Once again, EU nations have failed to come to agreement on a bloc-wide gas price cap at a meeting of the Council of Energy Ministers, according to Hungarian Finance Minister Peter Szijjarto, in a statement. While some nations are pushing to lower the ceiling, others are too worried doing so would wreak chaos on the energy markets.

On Facebook, Szijjarto wrote, “There was a lengthy debate at the Energy Council meeting. No agreement was reached at the plenary, so discussions will continue on a bilateral basis.”

The measure, proposed weeks ago, has provoked a wide array of opinions, with some questioning the effectiveness of it, and others calling for the lowest cap possible, to attempt to have as much impact as possible on Russian energy profits.

Under the European Commission’s original plan, the gas cap was designed to be triggered when prices on Europe’s gas benchmark, the TTF exchange, reached €275 ($292) per megawatt hour and were €58 above the LNG reference price for a duration of two weeks. The plan was criticized harshly from both sides, as some members argued the level was too high to have any effect on Russian profits, while others argued the plan would only exacerbate market volatility and worsen the growing EU energy crisis.

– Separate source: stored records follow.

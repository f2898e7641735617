// This Source Code Form is subject to the terms of the Mozilla Public
// License, v. 2.0. If a copy of the MPL was not distributed with this
// file, You can obtain one at https://mozilla.org/MPL/2.0/.

//! Extrusion operations - turning profiles into solid representations
//!
//! Members are extruded along their local Z axis. Tapered members walk a
//! fallback chain (continuous sweep, sectioned spine, stepped taper, start
//! profile only) until the backend accepts a representation; every step
//! down is logged and kept on the [`GeometryResult`].

use crate::backend::{AuthoringBackend, ProfileHandle, Representation, SolidHandle, SolidPosition, Spine};
use crate::config::GeometryConfig;
use crate::error::{Error, Result};
use crate::frame::CoordinateFrame;
use crate::profile::{ProfileDescriptor, ProfileKey};
use crate::profiles::ProfileFactory;
use nalgebra::{Point3, Vector3};
use rustc_hash::FxHashMap;
use smallvec::{smallvec, SmallVec};
use stbifc_core::{ElementClass, SectionDescriptor};
use std::sync::Arc;

/// How the solid of a member was represented
#[derive(Debug, Clone, Copy, PartialEq, Eq, Hash)]
#[cfg_attr(
    feature = "serde",
    derive(serde::Serialize, serde::Deserialize),
    serde(rename_all = "snake_case")
)]
pub enum GeometryKind {
    Extrusion,
    TaperedSweep,
    SectionedSpine,
    SteppedTaper,
    /// Uniform extrusion of the start profile after every tapered form was declined
    FallbackExtrusion,
}

/// Where along its length a member's solid starts
#[derive(Debug, Clone, Copy, PartialEq, Eq)]
pub enum ExtrusionAnchor {
    /// Centered on the placement (beams, braces, haunch segments)
    Midpoint,
    /// Starting at the placement (columns)
    Base,
}

impl ExtrusionAnchor {
    #[inline]
    fn start_z(&self, length: f64) -> f64 {
        match self {
            Self::Midpoint => -length / 2.0,
            Self::Base => 0.0,
        }
    }
}

/// Solids built for one element
#[derive(Debug, Clone, PartialEq)]
pub struct GeometryResult {
    pub kind: GeometryKind,
    pub solids: SmallVec<[SolidHandle; 1]>,
    pub frame: CoordinateFrame,
    pub depth: f64,
    /// Name of the (start) profile
    pub profile_name: String,
    /// Representation downgrades taken, in order
    pub downgrades: Vec<String>,
}

/// Builds extruded and swept solids through an authoring backend.
///
/// Profile handles are cached per structural key so a section used by many
/// members is only defined once per backend.
pub struct ExtrusionGeometryBuilder {
    config: GeometryConfig,
    profile_handles: FxHashMap<ProfileKey, ProfileHandle>,
}

impl ExtrusionGeometryBuilder {
    pub fn new(config: &GeometryConfig) -> Self {
        Self {
            config: config.clone(),
            profile_handles: FxHashMap::default(),
        }
    }

    /// Forget handles issued by a previous backend
    pub fn reset_handles(&mut self) {
        self.profile_handles.clear();
    }

    /// Backend handle for `profile`, defined on first use
    pub fn profile_handle(
        &mut self,
        backend: &mut dyn AuthoringBackend,
        profile: &ProfileDescriptor,
    ) -> Result<ProfileHandle> {
        let Some(key) = &profile.key else {
            return backend.create_profile(profile);
        };
        if let Some(handle) = self.profile_handles.get(key) {
            return Ok(*handle);
        }
        let handle = backend.create_profile(profile)?;
        self.profile_handles.insert(key.clone(), handle);
        Ok(handle)
    }

    /// Prismatic solid along local +Z
    pub fn uniform(
        &mut self,
        backend: &mut dyn AuthoringBackend,
        profile: &ProfileDescriptor,
        frame: &CoordinateFrame,
        length: f64,
        anchor: ExtrusionAnchor,
    ) -> Result<GeometryResult> {
        check_depth(length)?;
        let handle = self.profile_handle(backend, profile)?;
        let position = SolidPosition::at(Point3::new(0.0, 0.0, anchor.start_z(length)));
        let solid = backend.create_extruded_solid(handle, &position, &Vector3::z(), length)?;

        Ok(GeometryResult {
            kind: GeometryKind::Extrusion,
            solids: smallvec![solid],
            frame: *frame,
            depth: length,
            profile_name: profile.name.clone(),
            downgrades: Vec::new(),
        })
    }

    /// Member whose section varies from `start` to `end`.
    ///
    /// Structurally equal sections short-circuit to [`Self::uniform`].
    #[allow(clippy::too_many_arguments)]
    pub fn tapered(
        &mut self,
        backend: &mut dyn AuthoringBackend,
        factory: &ProfileFactory,
        class: ElementClass,
        start: &SectionDescriptor,
        end: &SectionDescriptor,
        frame: &CoordinateFrame,
        length: f64,
        anchor: ExtrusionAnchor,
    ) -> Result<GeometryResult> {
        let start_profile = factory.resolve(start, class)?;
        if start == end {
            return self.uniform(backend, &start_profile, frame, length, anchor);
        }
        check_depth(length)?;
        let end_profile = factory.resolve(end, class)?;

        let start_handle = self.profile_handle(backend, &start_profile)?;
        let end_handle = self.profile_handle(backend, &end_profile)?;
        let z0 = anchor.start_z(length);
        let spine = Spine {
            start: Point3::new(0.0, 0.0, z0),
            end: Point3::new(0.0, 0.0, z0 + length),
        };
        let mut downgrades = Vec::new();

        match backend.create_swept_solid(start_handle, end_handle, &spine)? {
            Representation::Accepted(solid) => {
                return Ok(self.tapered_result(GeometryKind::TaperedSweep, solid, frame, length, &start_profile, downgrades));
            }
            Representation::Rejected { reason } => {
                tracing::info!(element = %class, %reason, "tapered sweep rejected, trying sectioned spine");
                downgrades.push(format!("tapered sweep rejected: {}", reason));
            }
        }

        match backend.create_sectioned_spine(&[start_handle, end_handle], &spine)? {
            Representation::Accepted(solid) => {
                return Ok(self.tapered_result(GeometryKind::SectionedSpine, solid, frame, length, &start_profile, downgrades));
            }
            Representation::Rejected { reason } => {
                tracing::info!(element = %class, %reason, "sectioned spine rejected");
                downgrades.push(format!("sectioned spine rejected: {}", reason));
            }
        }

        if class == ElementClass::Column && self.config.taper_steps > 0 {
            match self.stepped(backend, factory, class, start, end, frame, length, anchor) {
                Ok(mut result) => {
                    tracing::info!(element = %class, steps = result.solids.len(), "using stepped taper");
                    downgrades.push(format!("stepped taper with {} steps", result.solids.len()));
                    result.downgrades = downgrades;
                    return Ok(result);
                }
                // Backend failures are not a representation choice
                Err(e @ Error::Backend(_)) => return Err(e),
                Err(e) => {
                    tracing::info!(element = %class, error = %e, "stepped taper failed");
                    downgrades.push(format!("stepped taper failed: {}", e));
                }
            }
        }

        tracing::info!(element = %class, profile = %start_profile.name, "falling back to start profile extrusion");
        downgrades.push(format!("uniform extrusion of {}", start_profile.name));
        let mut result = self.uniform(backend, &start_profile, frame, length, anchor)?;
        result.kind = GeometryKind::FallbackExtrusion;
        result.downgrades = downgrades;
        Ok(result)
    }

    fn tapered_result(
        &self,
        kind: GeometryKind,
        solid: SolidHandle,
        frame: &CoordinateFrame,
        length: f64,
        start_profile: &Arc<ProfileDescriptor>,
        downgrades: Vec<String>,
    ) -> GeometryResult {
        GeometryResult {
            kind,
            solids: smallvec![solid],
            frame: *frame,
            depth: length,
            profile_name: start_profile.name.clone(),
            downgrades,
        }
    }

    /// Consecutive extrusions with interpolated sections
    #[allow(clippy::too_many_arguments)]
    fn stepped(
        &mut self,
        backend: &mut dyn AuthoringBackend,
        factory: &ProfileFactory,
        class: ElementClass,
        start: &SectionDescriptor,
        end: &SectionDescriptor,
        frame: &CoordinateFrame,
        length: f64,
        anchor: ExtrusionAnchor,
    ) -> Result<GeometryResult> {
        let steps = self.config.taper_steps;
        let step_length = length / steps as f64;
        let z0 = anchor.start_z(length);
        // Resolve every step before touching the backend, so a failing
        // interpolation leaves nothing behind
        let profiles = (0..steps)
            .map(|i| -> Result<Arc<ProfileDescriptor>> {
                // Each step takes the section at its own mid-length
                let ratio = (i as f64 + 0.5) / steps as f64;
                let section = start.interpolate(end, ratio)?;
                factory.resolve(&section, class)
            })
            .collect::<Result<Vec<_>>>()?;
        let profile_name = profiles
            .first()
            .map(|p| p.name.clone())
            .unwrap_or_default();

        let mut solids = SmallVec::with_capacity(steps);
        for (i, profile) in profiles.iter().enumerate() {
            let handle = self.profile_handle(backend, profile)?;
            let position = SolidPosition::at(Point3::new(0.0, 0.0, z0 + step_length * i as f64));
            solids.push(backend.create_extruded_solid(handle, &position, &Vector3::z(), step_length)?);
        }

        Ok(GeometryResult {
            kind: GeometryKind::SteppedTaper,
            solids,
            frame: *frame,
            depth: length,
            profile_name,
            downgrades: Vec::new(),
        })
    }

    /// Wall body: profile in the face plane, extruded through the thickness
    pub fn wall(
        &mut self,
        backend: &mut dyn AuthoringBackend,
        profile: &ProfileDescriptor,
        frame: &CoordinateFrame,
        thickness: f64,
    ) -> Result<GeometryResult> {
        self.outline_solid(
            backend,
            ElementClass::Wall,
            profile,
            frame,
            Point3::new(0.0, 0.0, -thickness / 2.0),
            Vector3::z(),
            thickness,
        )
    }

    /// Slab body: profile at the top face, extruded downwards
    pub fn slab(
        &mut self,
        backend: &mut dyn AuthoringBackend,
        profile: &ProfileDescriptor,
        frame: &CoordinateFrame,
        thickness: f64,
    ) -> Result<GeometryResult> {
        self.outline_solid(
            backend,
            ElementClass::Slab,
            profile,
            frame,
            Point3::origin(),
            Vector3::new(0.0, 0.0, -1.0),
            thickness,
        )
    }

    #[allow(clippy::too_many_arguments)]
    fn outline_solid(
        &mut self,
        backend: &mut dyn AuthoringBackend,
        class: ElementClass,
        profile: &ProfileDescriptor,
        frame: &CoordinateFrame,
        origin: Point3<f64>,
        direction: Vector3<f64>,
        thickness: f64,
    ) -> Result<GeometryResult> {
        check_depth(thickness)?;
        let area = profile.outline(self.config.circle_segments).area();
        if !area.is_finite() || area <= self.config.tolerance {
            return Err(Error::geometry(
                class,
                format!("outline has no area ({:.3e})", area),
            ));
        }

        let handle = self.profile_handle(backend, profile)?;
        let solid =
            backend.create_extruded_solid(handle, &SolidPosition::at(origin), &direction, thickness)?;

        Ok(GeometryResult {
            kind: GeometryKind::Extrusion,
            solids: smallvec![solid],
            frame: *frame,
            depth: thickness,
            profile_name: profile.name.clone(),
            downgrades: Vec::new(),
        })
    }
}

#[inline]
fn check_depth(depth: f64) -> Result<()> {
    if depth.is_finite() && depth > 0.0 {
        Ok(())
    } else {
        Err(Error::InvalidExtrusion("Depth must be positive".to_string()))
    }
}
// This Source Code Form is subject to the terms of the Mozilla Public
// License, v. 2.0. If a copy of the MPL was not distributed with this
// file, You can obtain one at https://mozilla.org/MPL/2.0/.

//! Local frames for planar polygons (walls)
//!
//! The normal comes from Newell's method, which is robust for slightly
//! non-planar or concave outlines. A degenerate outline yields the global
//! frame, flagged and logged, never a silent default.

use crate::config::GeometryConfig;
use crate::error::{Error, Result};
use crate::frame::CoordinateFrame;
use crate::transform::project_orthogonal;
use nalgebra::{Point2, Point3, Vector3};
use smallvec::SmallVec;
use stbifc_core::ElementClass;

/// Orthonormal frame of a planar polygon
#[derive(Debug, Clone, PartialEq)]
pub struct FaceFrame {
    pub origin: Point3<f64>,
    pub x_axis: Vector3<f64>,
    pub y_axis: Vector3<f64>,
    pub normal: Vector3<f64>,
    /// Polygon corners, extended to four when only three were given
    pub corners: SmallVec<[Point3<f64>; 4]>,
    /// True when the polygon was degenerate and the global frame was used
    pub is_fallback: bool,
}

impl FaceFrame {
    /// Express a world point in frame-local 2D coordinates
    #[inline]
    pub fn to_local(&self, point: &Point3<f64>) -> Point2<f64> {
        let d = point - self.origin;
        Point2::new(d.dot(&self.x_axis), d.dot(&self.y_axis))
    }

    /// Corners projected into the frame, consecutive duplicates removed
    pub fn local_outline(&self, tolerance: f64) -> Vec<Point2<f64>> {
        let mut outline: Vec<Point2<f64>> = Vec::with_capacity(self.corners.len());
        for corner in &self.corners {
            let p = self.to_local(corner);
            if outline
                .last()
                .map_or(true, |last| (p - last).norm() > tolerance)
            {
                outline.push(p);
            }
        }
        // Closing duplicate of the first corner
        if outline.len() > 1 {
            let first = outline[0];
            if outline
                .last()
                .is_some_and(|last| (first - last).norm() <= tolerance)
            {
                outline.pop();
            }
        }
        outline
    }

    /// Same frame in the common representation (axis = normal, ref = X)
    pub fn as_coordinate_frame(&self) -> CoordinateFrame {
        CoordinateFrame {
            origin: self.origin,
            axis: self.normal,
            ref_direction: self.x_axis,
            up: self.y_axis,
        }
    }
}

/// Newell normal (unnormalized) of a closed polygon
pub fn newell_normal(points: &[Point3<f64>]) -> Vector3<f64> {
    let mut normal = Vector3::zeros();
    for (i, p1) in points.iter().enumerate() {
        let p2 = &points[(i + 1) % points.len()];
        normal.x += (p1.y - p2.y) * (p1.z + p2.z);
        normal.y += (p1.z - p2.z) * (p1.x + p2.x);
        normal.z += (p1.x - p2.x) * (p1.y + p2.y);
    }
    normal
}

/// Derives [`FaceFrame`]s for wall outlines
#[derive(Debug, Clone)]
pub struct FaceFrameBuilder {
    tolerance: f64,
    normal_epsilon: f64,
}

impl Default for FaceFrameBuilder {
    fn default() -> Self {
        Self::new(&GeometryConfig::default())
    }
}

impl FaceFrameBuilder {
    pub fn new(config: &GeometryConfig) -> Self {
        Self {
            tolerance: config.tolerance,
            normal_epsilon: config.normal_epsilon,
        }
    }

    /// Build the frame of `points`, centred on `center` or the corner average
    pub fn build(
        &self,
        class: ElementClass,
        points: &[Point3<f64>],
        center: Option<Point3<f64>>,
    ) -> Result<FaceFrame> {
        if points.len() < 3 {
            return Err(Error::geometry(
                class,
                format!("polygon needs at least 3 points, got {}", points.len()),
            ));
        }

        let origin = center.unwrap_or_else(|| average(points));

        let mut corners: SmallVec<[Point3<f64>; 4]> = points.iter().copied().collect();
        if corners.len() == 3 {
            corners.push(corners[0]);
        }

        let newell = newell_normal(&corners);
        let length = newell.norm();
        if !length.is_finite() || length < self.normal_epsilon {
            tracing::warn!(
                element = %class,
                corners = corners.len(),
                "degenerate polygon normal, using canonical frame"
            );
            return Ok(FaceFrame {
                origin,
                x_axis: Vector3::x(),
                y_axis: Vector3::y(),
                normal: Vector3::z(),
                corners,
                is_fallback: true,
            });
        }
        let normal = newell / length;

        let first_edge = corners[1] - corners[0];
        let x_axis = project_orthogonal(&first_edge, &normal, self.tolerance)
            .or_else(|| project_orthogonal(&Vector3::x(), &normal, self.tolerance))
            .or_else(|| project_orthogonal(&Vector3::y(), &normal, self.tolerance));

        let Some(x_axis) = x_axis else {
            // Unreachable for a unit normal, kept so the frame is never invalid
            tracing::warn!(element = %class, "no in-plane axis found, using canonical frame");
            return Ok(FaceFrame {
                origin,
                x_axis: Vector3::x(),
                y_axis: Vector3::y(),
                normal: Vector3::z(),
                corners,
                is_fallback: true,
            });
        };
        let y_axis = normal.cross(&x_axis).normalize();

        Ok(FaceFrame {
            origin,
            x_axis,
            y_axis,
            normal,
            corners,
            is_fallback: false,
        })
    }
}

fn average(points: &[Point3<f64>]) -> Point3<f64> {
    let sum = points
        .iter()
        .fold(Vector3::zeros(), |acc, p| acc + p.coords);
    Point3::from(sum / points.len() as f64)
}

The EU Council amended the plan last week, lowering the cap to €220, reducing the timeframe to five days, and lowering the difference with global LNG prices to €35, according to a Reuters report. Despite this, 12 countries continued to complain the price was too high, and demanded it be lowered to €160 with a €20 spread.

On Tuesday, Agnes Pannier-Runacher, France’s minister for energy transition, said that there would be an agreement sooner, rather than later. He went on, “I believe we have started to bring our positions closer,” she told the press ahead of Tuesday’s meeting, adding that any price cap must aim to “ensure the stability of the financial markets.”